### Problem
Repeat the data below in full and exactly.

### Data for the task

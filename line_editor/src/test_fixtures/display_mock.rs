// Copyright (c) 2024-2025 R3BL LLC. Licensed under Apache License, Version 2.0.

use crate::{DisplaySurface, StdMutex, StdoutMock};
use std::{io::{self, Write},
          sync::Arc};

/// A [`DisplaySurface`] that records everything in memory. Clones share state, so keep a
/// clone around to inspect what the editor painted after handing one to it.
#[derive(Clone, Debug, Default)]
pub struct DisplayMock {
    pub stdout_mock: StdoutMock,
    pub selection: Arc<StdMutex<Option<String>>>,
    /// How many upcoming writes should fail.
    pub failing_writes: Arc<StdMutex<usize>>,
    pub fit_calls: Arc<StdMutex<Vec<(u16, u16)>>>,
}

#[allow(clippy::missing_panics_doc)]
impl DisplayMock {
    #[must_use]
    pub fn new() -> Self { Self::default() }

    /// Make the next `count` writes fail with [`io::ErrorKind::BrokenPipe`].
    pub fn fail_next_writes(&self, count: usize) {
        *self.failing_writes.lock().unwrap() = count;
    }

    /// Pretend the user highlighted `text` with the mouse.
    pub fn set_selection(&self, text: &str) {
        *self.selection.lock().unwrap() = Some(text.to_string());
    }

    #[must_use]
    pub fn output(&self) -> String { self.stdout_mock.get_copy_of_buffer_as_string() }

    #[must_use]
    pub fn output_strip_ansi(&self) -> String {
        self.stdout_mock.get_copy_of_buffer_as_string_strip_ansi()
    }

    pub fn clear_output(&self) { self.stdout_mock.clear(); }
}

impl DisplaySurface for DisplayMock {
    #[allow(clippy::unwrap_in_result)]
    fn write(&mut self, bytes: &[u8]) -> io::Result<()> {
        {
            let mut failing_writes = self.failing_writes.lock().unwrap();
            if *failing_writes > 0 {
                *failing_writes -= 1;
                return Err(io::Error::from(io::ErrorKind::BrokenPipe));
            }
        }
        *self.selection.lock().unwrap() = None;
        self.stdout_mock.write_all(bytes)
    }

    fn flush(&mut self) -> io::Result<()> { self.stdout_mock.flush() }

    fn has_selection(&self) -> bool { self.selection.lock().unwrap().is_some() }

    fn get_selection(&self) -> Option<String> { self.selection.lock().unwrap().clone() }

    fn select_all(&mut self, text: &str) { self.set_selection(text); }

    fn fit(&mut self, cols: u16, rows: u16) { self.fit_calls.lock().unwrap().push((cols, rows)); }
}

#[cfg(test)]
mod tests {
    use super::*;
    use pretty_assertions::assert_eq;

    #[test]
    fn write_clears_selection() {
        let mut display = DisplayMock::new();
        display.select_all("[]> abc");
        assert!(display.has_selection());
        assert_eq!(display.get_selection().as_deref(), Some("[]> abc"));

        display.write(b"x").unwrap();
        assert!(!display.has_selection());
        assert_eq!(display.output(), "x");
    }

    #[test]
    fn scheduled_failures() {
        let mut display = DisplayMock::new();
        let inspector = display.clone();
        display.fail_next_writes(1);

        assert!(display.write(b"lost").is_err());
        display.write(b"kept").unwrap();
        assert_eq!(inspector.output(), "kept");
    }
}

### Solution
filename line_editor/src/test_fixtures/display_mock.rs
// Copyright (c) 2024-2025 R3BL LLC. Licensed under Apache License, Version 2.0.

use crate::{DisplaySurface, StdMutex, StdoutMock};
use std::{io::{self, Write},
          sync::Arc};

/// A [`DisplaySurface`] that records everything in memory. Clones share state, so keep a
/// clone around to inspect what the editor painted after handing one to it.
#[derive(Clone, Debug, Default)]
pub struct DisplayMock {
    pub stdout_mock: StdoutMock,
    pub selection: Arc<StdMutex<Option<String>>>,
    /// How many upcoming writes should fail.
    pub failing_writes: Arc<StdMutex<usize>>,
    pub fit_calls: Arc<StdMutex<Vec<(u16, u16)>>>,
}

#[allow(clippy::missing_panics_doc)]
impl DisplayMock {
    #[must_use]
    pub fn new() -> Self { Self::default() }

    /// Make the next `count` writes fail with [`io::ErrorKind::BrokenPipe`].
    pub fn fail_next_writes(&self, count: usize) {
        *self.failing_writes.lock().unwrap() = count;
    }

    /// Pretend the user highlighted `text` with the mouse.
    pub fn set_selection(&self, text: &str) {
        *self.selection.lock().unwrap() = Some(text.to_string());
    }

    #[must_use]
    pub fn output(&self) -> String { self.stdout_mock.get_copy_of_buffer_as_string() }

    #[must_use]
    pub fn output_strip_ansi(&self) -> String {
        self.stdout_mock.get_copy_of_buffer_as_string_strip_ansi()
    }

    pub fn clear_output(&self) { self.stdout_mock.clear(); }
}

impl DisplaySurface for DisplayMock {
    #[allow(clippy::unwrap_in_result)]
    fn write(&mut self, bytes: &[u8]) -> io::Result<()> {
        {
            let mut failing_writes = self.failing_writes.lock().unwrap();
            if *failing_writes > 0 {
                *failing_writes -= 1;
                return Err(io::Error::from(io::ErrorKind::BrokenPipe));
            }
        }
        *self.selection.lock().unwrap() = None;
        self.stdout_mock.write_all(bytes)
    }

    fn flush(&mut self) -> io::Result<()> { self.stdout_mock.flush() }

    fn has_selection(&self) -> bool { self.selection.lock().unwrap().is_some() }

    fn get_selection(&self) -> Option<String> { self.selection.lock().unwrap().clone() }

    fn select_all(&mut self, text: &str) { self.set_selection(text); }

    fn fit(&mut self, cols: u16, rows: u16) { self.fit_calls.lock().unwrap().push((cols, rows)); }
}

#[cfg(test)]
mod tests {
    use super::*;
    use pretty_assertions::assert_eq;

    #[test]
    fn write_clears_selection() {
        let mut display = DisplayMock::new();
        display.select_all("[]> abc");
        assert!(display.has_selection());
        assert_eq!(display.get_selection().as_deref(), Some("[]> abc"));

        display.write(b"x").unwrap();
        assert!(!display.has_selection());
        assert_eq!(display.output(), "x");
    }

    #[test]
    fn scheduled_failures() {
        let mut display = DisplayMock::new();
        let inspector = display.clone();
        display.fail_next_writes(1);

        assert!(display.write(b"lost").is_err());
        display.write(b"kept").unwrap();
        assert_eq!(inspector.output(), "kept");
    }
}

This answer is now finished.